Song of Songs 2 New American Bible (Revised Edition) (NABRE)
1 W I am a flower of Sharon,[a]
Her Lover’s Visit Remembered
8 W The sound of my lover! here he comes[f]
Luke 8:26-56 New American Bible (Revised Edition) (NABRE)
26 Then they sailed to the territory of the Gerasenes,[a] which is opposite Galilee. 27 When he came ashore a man from the town who was possessed by demons met him. For a long time he had not worn clothes; he did not live in a house, but lived among the tombs. 28 When he saw Jesus, he cried out and fell down before him; in a loud voice he shouted, “What have you to do with me, Jesus, son of the Most High God? I beg you, do not torment me!” 29 For he had ordered the unclean spirit to come out of the man. (It had taken hold of him many times, and he used to be bound with chains and shackles as a restraint, but he would break his bonds and be driven by the demon into deserted places.) 30 Then Jesus asked him, “What is your name?”[b] He replied, “Legion,” because many demons had entered him. 31 And they pleaded with him not to order them to depart to the abyss.[c]
32 A herd of many swine was feeding there on the hillside, and they pleaded with him to allow them to enter those swine; and he let them. 33 The demons came out of the man and entered the swine, and the herd rushed down the steep bank into the lake and was drowned. 34 When the swineherds saw what had happened, they ran away and reported the incident in the town and throughout the countryside. 35 People came out to see what had happened and, when they approached Jesus, they discovered the man from whom the demons had come out sitting at his feet.[d] He was clothed and in his right mind, and they were seized with fear. 36 Those who witnessed it told them how the possessed man had been saved. 37 The entire population of the region of the Gerasenes asked Jesus to leave them because they were seized with great fear. So he got into a boat and returned. 38 The man from whom the demons had come out begged to remain with him, but he sent him away, saying, 39 “Return home and recount what God has done for you.” The man went off and proclaimed throughout the whole town what Jesus had done for him.
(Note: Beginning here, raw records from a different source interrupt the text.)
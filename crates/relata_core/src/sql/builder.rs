//! SQL text builders.

use std::fmt;

/// Comparison operators usable in WHERE clauses.
#[derive(Debug, Clone, Copy, PartialEq, Eq)]
pub enum CompareOp {
    /// `=`
    Eq,
    /// `<>`
    Ne,
    /// `<`
    Lt,
    /// `<=`
    Le,
    /// `>`
    Gt,
    /// `>=`
    Ge,
}

impl CompareOp {
    /// SQL spelling.
    #[must_use]
    pub const fn as_sql(self) -> &'static str {
        match self {
            CompareOp::Eq => "=",
            CompareOp::Ne => "<>",
            CompareOp::Lt => "<",
            CompareOp::Le => "<=",
            CompareOp::Gt => ">",
            CompareOp::Ge => ">=",
        }
    }

    /// Parses an operator token.
    #[must_use]
    pub fn parse(token: &str) -> Option<Self> {
        match token {
            "=" => Some(CompareOp::Eq),
            "<>" => Some(CompareOp::Ne),
            "<" => Some(CompareOp::Lt),
            "<=" => Some(CompareOp::Le),
            ">" => Some(CompareOp::Gt),
            ">=" => Some(CompareOp::Ge),
            _ => None,
        }
    }
}

impl fmt::Display for CompareOp {
    fn fmt(&self, f: &mut fmt::Formatter<'_>) -> fmt::Result {
        f.write_str(self.as_sql())
    }
}

/// Conjunction of `column op ?` conditions.
#[derive(Debug, Clone, Default, PartialEq, Eq)]
pub struct WhereClause {
    conditions: Vec<(String, CompareOp)>,
}

impl WhereClause {
    /// Creates an empty clause.
    #[must_use]
    pub fn new() -> Self {
        Self::default()
    }

    /// Adds `column = ?`.
    #[must_use]
    pub fn column_eq(self, column: impl Into<String>) -> Self {
        self.and(column, CompareOp::Eq)
    }

    /// Adds `column op ?`.
    #[must_use]
    pub fn and(mut self, column: impl Into<String>, op: CompareOp) -> Self {
        self.conditions.push((column.into(), op));
        self
    }

    /// Returns true if no condition was added.
    #[must_use]
    pub fn is_empty(&self) -> bool {
        self.conditions.is_empty()
    }

    /// Number of placeholders the clause contributes.
    #[must_use]
    pub fn parameter_count(&self) -> usize {
        self.conditions.len()
    }

    fn write_to(&self, sql: &mut String) {
        for (i, (column, op)) in self.conditions.iter().enumerate() {
            sql.push_str(if i == 0 { " WHERE " } else { " AND " });
            sql.push_str(column);
            sql.push(' ');
            sql.push_str(op.as_sql());
            sql.push_str(" ?");
        }
    }
}

/// Renders the four statement shapes the engine issues.
pub struct SqlBuilder;

impl SqlBuilder {
    /// `INSERT INTO table (a, b) VALUES (?, ?)`
    #[must_use]
    pub fn insert(table: &str, columns: &[&str]) -> String {
        format!(
            "INSERT INTO {table} ({}) VALUES ({})",
            columns.join(", "),
            placeholders(columns.len())
        )
    }

    /// `UPDATE table SET a = ?, b = ? WHERE ...`
    #[must_use]
    pub fn update(table: &str, columns: &[&str], filter: &WhereClause) -> String {
        let assignments: Vec<String> = columns.iter().map(|c| format!("{c} = ?")).collect();
        let mut sql = format!("UPDATE {table} SET {}", assignments.join(", "));
        filter.write_to(&mut sql);
        sql
    }

    /// `DELETE FROM table WHERE ...`
    #[must_use]
    pub fn delete(table: &str, filter: &WhereClause) -> String {
        let mut sql = format!("DELETE FROM {table}");
        filter.write_to(&mut sql);
        sql
    }

    /// `SELECT a, b FROM table WHERE ...`
    #[must_use]
    pub fn select(table: &str, columns: &[&str], filter: &WhereClause) -> String {
        let mut sql = format!("SELECT {} FROM {table}", columns.join(", "));
        filter.write_to(&mut sql);
        sql
    }
}

fn placeholders(count: usize) -> String {
    vec!["?"; count].join(", ")
}

#[cfg(test)]
mod tests {
    use super::*;

    #[test]
    fn insert_shape() {
        assert_eq!(
            SqlBuilder::insert("members", &["id", "name"]),
            "INSERT INTO members (id, name) VALUES (?, ?)"
        );
    }

    #[test]
    fn update_shape() {
        let filter = WhereClause::new().column_eq("id");
        assert_eq!(
            SqlBuilder::update("members", &["name", "age"], &filter),
            "UPDATE members SET name = ?, age = ? WHERE id = ?"
        );
    }

    #[test]
    fn where_clause_conjunction() {
        let filter = WhereClause::new()
            .and("age", CompareOp::Ge)
            .and("name", CompareOp::Ne);
        assert_eq!(filter.parameter_count(), 2);
        assert_eq!(
            SqlBuilder::select("m", &["id"], &filter),
            "SELECT id FROM m WHERE age >= ? AND name <> ?"
        );
        assert_eq!(SqlBuilder::select("m", &["id"], &WhereClause::new()), "SELECT id FROM m");
    }

    #[test]
    fn operator_tokens() {
        for op in [
            CompareOp::Eq,
            CompareOp::Ne,
            CompareOp::Lt,
            CompareOp::Le,
            CompareOp::Gt,
            CompareOp::Ge,
        ] {
            assert_eq!(CompareOp::parse(op.as_sql()), Some(op));
        }
        assert_eq!(CompareOp::parse("=="), None);
    }
}
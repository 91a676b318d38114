//! Session façade.
//!
//! An [`EntityManagerFactory`] owns everything sessions share: the metadata
//! registry, the codec registry and the connection provider. Each
//! [`EntityManager`] it creates owns one persistence context and one
//! transaction at a time.
//!
//! ```
//! use relata_core::{Persistence, PersistenceConfig};
//!
//! let factory = Persistence::create_entity_manager_factory(PersistenceConfig::in_memory()).unwrap();
//! let mut em = factory.create_entity_manager().unwrap();
//! em.begin().unwrap();
//! em.commit().unwrap();
//! em.close().unwrap();
//! factory.close().unwrap();
//! ```

mod factory;
mod manager;

pub use factory::EntityManagerFactory;
pub use manager::EntityManager;

use crate::config::PersistenceConfig;
use crate::error::CoreResult;

/// Bootstrap entry point.
pub struct Persistence;

impl Persistence {
    /// Builds a factory for `config`.
    ///
    /// # Errors
    ///
    /// Returns an error if the configuration is invalid, an entity fails to
    /// register or the database cannot be opened.
    pub fn create_entity_manager_factory(
        config: PersistenceConfig,
    ) -> CoreResult<EntityManagerFactory> {
        EntityManagerFactory::new(config)
    }
}
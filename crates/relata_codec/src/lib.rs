//! # Relata Codec
//!
//! Attribute values and column codecs for Relata.
//!
//! This crate provides:
//! - [`Value`], the dynamic value read from and written to entity attributes
//! - [`AttributeType`], the semantic storage type of an attribute
//! - [`SqlValue`], the raw column value a driver stores
//! - [`CodecRegistry`], an extensible mapping from attribute type to
//!   encode/decode strategy
//!
//! ## Usage
//!
//! ```
//! use relata_codec::{AttributeType, CodecRegistry, Value};
//!
//! let codecs = CodecRegistry::new();
//! let column = codecs.encode(&Value::from("Alice")).unwrap();
//! let value = codecs.decode(AttributeType::Text, column).unwrap();
//! assert_eq!(value, Value::Text("Alice".into()));
//! ```

#![deny(unsafe_code)]
#![warn(missing_docs)]

mod error;
mod registry;
mod types;
mod value;

pub use error::{CodecError, CodecResult};
pub use registry::{
    BoolCodec, BytesCodec, CodecRegistry, IntegerCodec, RealCodec, TextCodec, UuidTextCodec,
    ValueCodec,
};
pub use types::{AttributeType, SqlValue};
pub use value::{FromValue, Value};

//! Transaction status.

use std::fmt;

/// Status of a transaction.
///
/// `NotActive -> Active -> Committed | RolledBack`. Both end states are
/// terminal; a new coordinator is needed for the next unit of work.
#[derive(Debug, Clone, Copy, PartialEq, Eq, Default)]
pub enum TransactionStatus {
    /// Not begun yet.
    #[default]
    NotActive,
    /// Begun; holds a connection.
    Active,
    /// Committed.
    Committed,
    /// Rolled back.
    RolledBack,
}

impl TransactionStatus {
    /// Returns true for `Committed` and `RolledBack`.
    #[must_use]
    pub fn is_terminal(self) -> bool {
        matches!(self, TransactionStatus::Committed | TransactionStatus::RolledBack)
    }
}

impl fmt::Display for TransactionStatus {
    fn fmt(&self, f: &mut fmt::Formatter<'_>) -> fmt::Result {
        match self {
            TransactionStatus::NotActive => write!(f, "NOT_ACTIVE"),
            TransactionStatus::Active => write!(f, "ACTIVE"),
            TransactionStatus::Committed => write!(f, "COMMITTED"),
            TransactionStatus::RolledBack => write!(f, "ROLLED_BACK"),
        }
    }
}
//! Executable typed queries.

use super::parser::Parameter;
use super::translator::TranslatedQuery;
use crate::entity::{Entity, EntityRef};
use crate::error::{CoreError, CoreResult};
use crate::session::EntityManager;
use crate::sql::Statement;
use relata_codec::Value;
use std::collections::HashMap;
use std::marker::PhantomData;

/// A query returning instances of `T`, bound to one session.
///
/// Rows already in the session's identity map come back as the tracked
/// instance; other rows become managed. Pending changes are not flushed
/// before the query runs.
pub struct TypedQuery<'m, T> {
    manager: &'m mut EntityManager,
    query: TranslatedQuery,
    named: HashMap<String, Value>,
    positional: HashMap<u32, Value>,
    _marker: PhantomData<fn() -> T>,
}

impl<'m, T: Entity> TypedQuery<'m, T> {
    pub(crate) fn new(manager: &'m mut EntityManager, query: TranslatedQuery) -> Self {
        Self {
            manager,
            query,
            named: HashMap::new(),
            positional: HashMap::new(),
            _marker: PhantomData,
        }
    }

    /// The generated SQL.
    #[must_use]
    pub fn sql(&self) -> &str {
        self.query.sql()
    }

    /// Binds `:name`.
    ///
    /// # Errors
    ///
    /// Returns [`CoreError::InvalidArgument`] if the query has no such
    /// parameter.
    pub fn set_parameter(
        &mut self,
        name: &str,
        value: impl Into<Value>,
    ) -> CoreResult<&mut Self> {
        let parameter = Parameter::Named(name.to_string());
        self.expect_parameter(&parameter)?;
        self.named.insert(name.to_string(), value.into());
        Ok(self)
    }

    /// Binds `?position`.
    ///
    /// # Errors
    ///
    /// Returns [`CoreError::InvalidArgument`] if the query has no such
    /// parameter.
    pub fn set_positional(
        &mut self,
        position: u32,
        value: impl Into<Value>,
    ) -> CoreResult<&mut Self> {
        self.expect_parameter(&Parameter::Positional(position))?;
        self.positional.insert(position, value.into());
        Ok(self)
    }

    /// Runs the query inside the session's active transaction.
    ///
    /// # Errors
    ///
    /// - [`CoreError::Query`] if a parameter is unbound
    /// - [`CoreError::IllegalState`] if no transaction is active
    /// - [`CoreError::PersistenceIo`] if the statement fails
    pub fn result_list(&mut self) -> CoreResult<Vec<EntityRef<T>>> {
        let statement = self.bind()?;
        let rows = self.manager.run_query(&statement)?;
        let metadata = std::sync::Arc::clone(self.query.metadata());
        self.manager.materialize::<T>(&metadata, &rows)
    }

    /// Runs the query and returns its only result.
    ///
    /// # Errors
    ///
    /// Returns [`CoreError::Query`] if there is no result or more than one,
    /// or any error of [`result_list`](Self::result_list).
    pub fn single_result(&mut self) -> CoreResult<EntityRef<T>> {
        let mut results = self.result_list()?;
        match results.len() {
            1 => Ok(results.remove(0)),
            0 => Err(CoreError::query("no result found")),
            n => Err(CoreError::query(format!("non-unique result: {n} rows"))),
        }
    }

    fn expect_parameter(&self, parameter: &Parameter) -> CoreResult<()> {
        if self.query.parameter_order().contains(parameter) {
            Ok(())
        } else {
            Err(CoreError::invalid_argument(format!(
                "query has no parameter {parameter}"
            )))
        }
    }

    fn bind(&self) -> CoreResult<Statement> {
        let values = self
            .query
            .parameter_order()
            .iter()
            .map(|parameter| {
                let bound = match parameter {
                    Parameter::Named(name) => self.named.get(name),
                    Parameter::Positional(position) => self.positional.get(position),
                };
                bound
                    .cloned()
                    .ok_or_else(|| CoreError::query(format!("parameter {parameter} is not bound")))
            })
            .collect::<CoreResult<Vec<_>>>()?;
        Ok(Statement::new(self.query.sql(), values))
    }
}

impl<T> std::fmt::Debug for TypedQuery<'_, T> {
    fn fmt(&self, f: &mut std::fmt::Formatter<'_>) -> std::fmt::Result {
        f.debug_struct("TypedQuery")
            .field("sql", &self.query.sql())
            .field("named", &self.named)
            .field("positional", &self.positional)
            .finish_non_exhaustive()
    }
}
Jairus’s Daughter and the Woman with a Hemorrhage.[e] 40 When Jesus returned, the crowd welcomed him, for they were all waiting for him. 41 And a man named Jairus, an official of the synagogue, came forward. He fell at the feet of Jesus and begged him to come to his house, 42 because he had an only daughter,[f] about twelve years old, and she was dying. As he went, the crowds almost crushed him. 43 And a woman afflicted with hemorrhages for twelve years,[g] who [had spent her whole livelihood on doctors and] was unable to be cured by anyone, 44 came up behind him and touched the tassel on his cloak. Immediately her bleeding stopped. 45 Jesus then asked, “Who touched me?” While all were denying it, Peter said, “Master, the crowds are pushing and pressing in upon you.” 46 But Jesus said, “Someone has touched me; for I know that power has gone out from me.” 47 When the woman realized that she had not escaped notice, she came forward trembling. Falling down before him, she explained in the presence of all the people why she had touched him and how she had been healed immediately. 48 He said to her, “Daughter, your faith has saved you; go in peace.”
49 While he was still speaking, someone from the synagogue official’s house arrived and said, “Your daughter is dead; do not trouble the teacher any longer.” 50 On hearing this, Jesus answered him, “Do not be afraid; just have faith and she will be saved.” 51 When he arrived at the house he allowed no one to enter with him except Peter and John and James, and the child’s father and mother. 52 [h]All were weeping and mourning for her, when he said, “Do not weep any longer, for she is not dead, but sleeping.” 53 And they ridiculed him, because they knew that she was dead. 54 But he took her by the hand and called to her, “Child, arise!” 55 Her breath returned and she immediately arose. He then directed that she should be given something to eat. 56 Her parents were astounded, and he instructed them to tell no one what had happened.